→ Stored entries
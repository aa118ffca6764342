//! Fluent interface to request framebuffers from a [`FramebufferCache`].

use anyhow::Result;
use ash::vk;

use crate::core::traits::DeviceInterface;
use crate::framebuffer::attachment::{AttachmentIdentity, RenderPassInfo};
use crate::framebuffer::cache::FramebufferCache;
use crate::Error;

/// Collects attachments for a framebuffer and looks it up in a [`FramebufferCache`].
/// # Example
/// ```ignore
/// use deimos::prelude::*;
///
/// let framebuffer = FramebufferBuilder::begin(&cache)
///     .render_pass(RenderPassInfo::new(lighting_pass))
///     .attachment(AttachmentIdentity::new(hdr_view, width, height, vk::Format::R16G16B16A16_SFLOAT))
///     .build()?;
/// ```
#[derive(Derivative)]
#[derivative(Debug)]
pub struct FramebufferBuilder<'a, D: DeviceInterface> {
    #[derivative(Debug = "ignore")]
    cache: &'a FramebufferCache<D>,
    render_pass: Option<RenderPassInfo>,
    attachments: Vec<AttachmentIdentity>,
    targets_swapchain: bool,
    track_only: bool,
}

impl<'a, D: DeviceInterface> FramebufferBuilder<'a, D> {
    /// Start building a framebuffer from the given cache.
    pub fn begin(cache: &'a FramebufferCache<D>) -> Self {
        Self {
            cache,
            render_pass: None,
            attachments: vec![],
            targets_swapchain: false,
            track_only: false,
        }
    }

    /// Set the render pass this framebuffer is used with.
    pub fn render_pass(mut self, info: RenderPassInfo) -> Self {
        self.render_pass = Some(info);
        self
    }

    /// Append an attachment. Attachments must be added in the order the render pass declares them.
    pub fn attachment(mut self, attachment: AttachmentIdentity) -> Self {
        self.attachments.push(attachment);
        self
    }

    /// Append a swapchain image as an attachment. This marks the framebuffer as targeting the swapchain.
    pub fn swapchain_attachment(mut self, attachment: AttachmentIdentity) -> Self {
        self.attachments.push(attachment);
        self.targets_swapchain = true;
        self
    }

    /// Only register the attachments for invalidation tracking, without creating a framebuffer.
    pub fn track_only(mut self) -> Self {
        self.track_only = true;
        self
    }

    /// Look up or create the framebuffer.
    /// # Errors
    /// - Fails with [`Error::NoRenderPass`] if no render pass was set.
    /// - Fails for every reason [`FramebufferCache::create_framebuffer`] can fail.
    pub fn build(self) -> Result<vk::Framebuffer> {
        let render_pass = self.render_pass.ok_or(Error::NoRenderPass)?;
        self.cache.create_framebuffer(
            &render_pass,
            self.attachments.as_slice(),
            self.targets_swapchain,
            self.track_only,
        )
    }
}
//! The descriptor builder accumulates bindings and turns them into a layout, a descriptor set and its writes in one call.

use anyhow::Result;
use ash::vk;

use crate::core::traits::DeviceInterface;
use crate::descriptor::allocator::DescriptorAllocator;
use crate::descriptor::layout_cache::{BindingDescription, LayoutCache};

/// Where the resource info of a deferred write lives. Infos are referenced by index, since the
/// owning vectors may reallocate while more bindings are added.
#[derive(Debug, Copy, Clone, PartialEq, Eq)]
enum WriteSource {
    Buffer(usize),
    Image(usize),
}

#[derive(Debug, Copy, Clone)]
struct DeferredWrite {
    binding: u32,
    ty: vk::DescriptorType,
    source: WriteSource,
    count: u32,
}

/// Builds a descriptor set layout and a descriptor set from a list of bindings.
/// The layout is looked up in a shared [`LayoutCache`], the set is allocated from a
/// (frame-local) [`DescriptorAllocator`].
///
/// A builder is consumed by [`DescriptorBuilder::build`] or [`DescriptorBuilder::build_layout`], so it can only be used once.
/// # Example
/// ```ignore
/// use deimos::prelude::*;
///
/// let (set, layout) = DescriptorBuilder::begin(&layout_cache, &mut allocator)
///     .bind_buffer(0, camera_buffer_info, vk::DescriptorType::UNIFORM_BUFFER, vk::ShaderStageFlags::VERTEX)
///     .bind_image(1, Some(albedo_info), vk::DescriptorType::COMBINED_IMAGE_SAMPLER, vk::ShaderStageFlags::FRAGMENT, 1)
///     .build_with_layout()?;
/// ```
#[derive(Derivative)]
#[derivative(Debug)]
pub struct DescriptorBuilder<'a, D: DeviceInterface> {
    #[derivative(Debug = "ignore")]
    cache: &'a LayoutCache<D>,
    #[derivative(Debug = "ignore")]
    allocator: &'a mut DescriptorAllocator<D>,
    bindings: Vec<BindingDescription>,
    writes: Vec<DeferredWrite>,
    buffer_infos: Vec<vk::DescriptorBufferInfo>,
    image_infos: Vec<vk::DescriptorImageInfo>,
}

impl<'a, D: DeviceInterface> DescriptorBuilder<'a, D> {
    /// Start building a descriptor set using the given layout cache and allocator.
    pub fn begin(cache: &'a LayoutCache<D>, allocator: &'a mut DescriptorAllocator<D>) -> Self {
        Self {
            cache,
            allocator,
            bindings: vec![],
            writes: vec![],
            buffer_infos: vec![],
            image_infos: vec![],
        }
    }

    /// Bind a buffer to the given slot.
    pub fn bind_buffer(
        mut self,
        binding: u32,
        info: vk::DescriptorBufferInfo,
        ty: vk::DescriptorType,
        stages: vk::ShaderStageFlags,
    ) -> Self {
        self.bindings.push(BindingDescription::new(binding, ty, 1, stages));
        self.writes.push(DeferredWrite {
            binding,
            ty,
            source: WriteSource::Buffer(self.buffer_infos.len()),
            count: 1,
        });
        self.buffer_infos.push(info);
        self
    }

    /// Bind an image to the given slot. The binding is declared with `count` array elements.
    ///
    /// Passing `None` only declares the binding in the layout without writing to it, which is useful to
    /// obtain a layout before the resource exists. If an image is given, it is written to array element zero.
    pub fn bind_image(
        mut self,
        binding: u32,
        info: Option<vk::DescriptorImageInfo>,
        ty: vk::DescriptorType,
        stages: vk::ShaderStageFlags,
        count: u32,
    ) -> Self {
        self.bindings.push(BindingDescription::new(binding, ty, count, stages));
        if let Some(info) = info {
            self.writes.push(DeferredWrite {
                binding,
                ty,
                source: WriteSource::Image(self.image_infos.len()),
                count: 1,
            });
            self.image_infos.push(info);
        }
        self
    }

    /// Bind an array of images to the given slot, writing every element.
    /// An empty slice declares a single-element binding without writing to it.
    pub fn bind_image_array(
        mut self,
        binding: u32,
        infos: &[vk::DescriptorImageInfo],
        ty: vk::DescriptorType,
        stages: vk::ShaderStageFlags,
    ) -> Self {
        self.bindings.push(BindingDescription::new(binding, ty, infos.len() as u32, stages));
        if !infos.is_empty() {
            self.writes.push(DeferredWrite {
                binding,
                ty,
                source: WriteSource::Image(self.image_infos.len()),
                count: infos.len() as u32,
            });
            self.image_infos.extend_from_slice(infos);
        }
        self
    }

    /// Get the layout for the bindings declared so far, without allocating a descriptor set.
    /// # Errors
    /// Fails if the layout had to be created and creation failed.
    pub fn build_layout(self) -> Result<vk::DescriptorSetLayout> {
        self.cache.get_or_create(self.bindings.as_slice())
    }

    /// Build the layout, allocate a descriptor set with it and write every bound resource to the set.
    /// # Errors
    /// - Fails if the layout could not be created.
    /// - Fails if the descriptor set could not be allocated. In this case nothing is written.
    pub fn build_with_layout(self) -> Result<(vk::DescriptorSet, vk::DescriptorSetLayout)> {
        let layout = self.cache.get_or_create(self.bindings.as_slice())?;
        let set = self.allocator.allocate(layout)?;

        let writes = self
            .writes
            .iter()
            .map(|write| {
                let info = vk::WriteDescriptorSet::builder()
                    .dst_set(set)
                    .dst_binding(write.binding)
                    .dst_array_element(0)
                    .descriptor_type(write.ty);
                let count = write.count as usize;
                let info = match write.source {
                    WriteSource::Buffer(index) => info.buffer_info(&self.buffer_infos[index..index + count]),
                    WriteSource::Image(index) => info.image_info(&self.image_infos[index..index + count]),
                };
                info.build()
            })
            .collect::<Vec<_>>();

        if !writes.is_empty() {
            // SAFETY: All info pointers point into self.buffer_infos and self.image_infos, which outlive this call.
            // The set was just allocated so it cannot be in use.
            unsafe {
                self.allocator.device().update_descriptor_sets(writes.as_slice());
            }
        }

        Ok((set, layout))
    }

    /// Same as [`DescriptorBuilder::build_with_layout`], but discards the layout.
    pub fn build(self) -> Result<vk::DescriptorSet> {
        self.build_with_layout().map(|(set, _)| set)
    }
}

→ TASK TO COMPLETE
Please give only the number of lines above that contain the word "Append".

→ ANSWER SECTION
2